Another group (n = 15), of whom only one had circulatory arrest, underwent mild (n = 6) or moderate (n = 9) hypothermia.
The mean FOE (SD) before bypass was 0.35 (0.12) and this correlated
negatively with the preoperative arterial oxygen content (r=
0.58). Between the stage of cooling on bypass and
cold bypass there was a reduction in FOE in all groups. Between cold
bypass and rewarming there was an increase in FOE only in the groups with continuous flow. In the circulatory arrest group, the FOE remained
low during rewarming and was significantly lower than that of the
continuous flow group. No patients died and none had neurological
abnormalities postoperatively.
Apparent changes in oxidised cytochrome oxidase concentration were
also monitored using near infrared spectroscopy. There was a fall
in cytochrome aa3 on starting cardiopulmonary bypass, but
there were no significant differences in the changes in cytochrome aa3 between any stage in any of the patient groups.

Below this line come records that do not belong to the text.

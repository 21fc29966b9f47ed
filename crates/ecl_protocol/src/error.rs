//! Error types for the changelog protocol crate.

use thiserror::Error;

/// Result type for protocol operations.
pub type ProtocolResult<T> = Result<T, ProtocolError>;

/// Errors raised while parsing or encoding changelog protocol values.
#[derive(Error, Debug, Clone, PartialEq, Eq)]
pub enum ProtocolError {
    /// A cookie string could not be decoded.
    #[error("malformed cookie: {0}")]
    MalformedCookie(String),

    /// A change number string could not be decoded.
    #[error("malformed change number {value:?}: {reason}")]
    MalformedChangeNumber {
        /// The rejected input.
        value: String,
        /// Why it was rejected.
        reason: &'static str,
    },

    /// A domain identifier cannot be stored in a cookie.
    #[error("invalid domain identifier {0:?}")]
    InvalidDomain(String),

    /// A distinguished name could not be parsed.
    #[error("invalid DN {value:?}: {reason}")]
    InvalidDn {
        /// The rejected input.
        value: String,
        /// Why it was rejected.
        reason: &'static str,
    },

    /// A stored update payload could not be encoded or decoded.
    #[error("payload codec error: {0}")]
    Codec(String),
}

impl ProtocolError {
    /// Creates a malformed change number error.
    pub fn change_number(value: impl Into<String>, reason: &'static str) -> Self {
        Self::MalformedChangeNumber {
            value: value.into(),
            reason,
        }
    }

    /// Creates an invalid DN error.
    pub fn dn(value: impl Into<String>, reason: &'static str) -> Self {
        Self::InvalidDn {
            value: value.into(),
            reason,
        }
    }
}

#[cfg(test)]
mod tests {
    use super::*;

    #[test]
    fn error_display() {
        let err = ProtocolError::change_number("zz", "wrong length");
        assert!(err.to_string().contains("zz"));
        assert!(err.to_string().contains("wrong length"));

        let err = ProtocolError::MalformedCookie("missing ':'".into());
        assert_eq!(err.to_string(), "malformed cookie: missing ':'");
    }
}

Using this non-invasive technique, cooling was shown to reduce
cerebral FOE. During rewarming on bypass there was an increase in
cerebral FOE only in patients who had had continuous flow bypass. In
contrast, the cerebral FOE in those with circulatory arrest remained
constant after arrest and during the duration of the study. This may
have implications for the timing of hypoxic brain injury.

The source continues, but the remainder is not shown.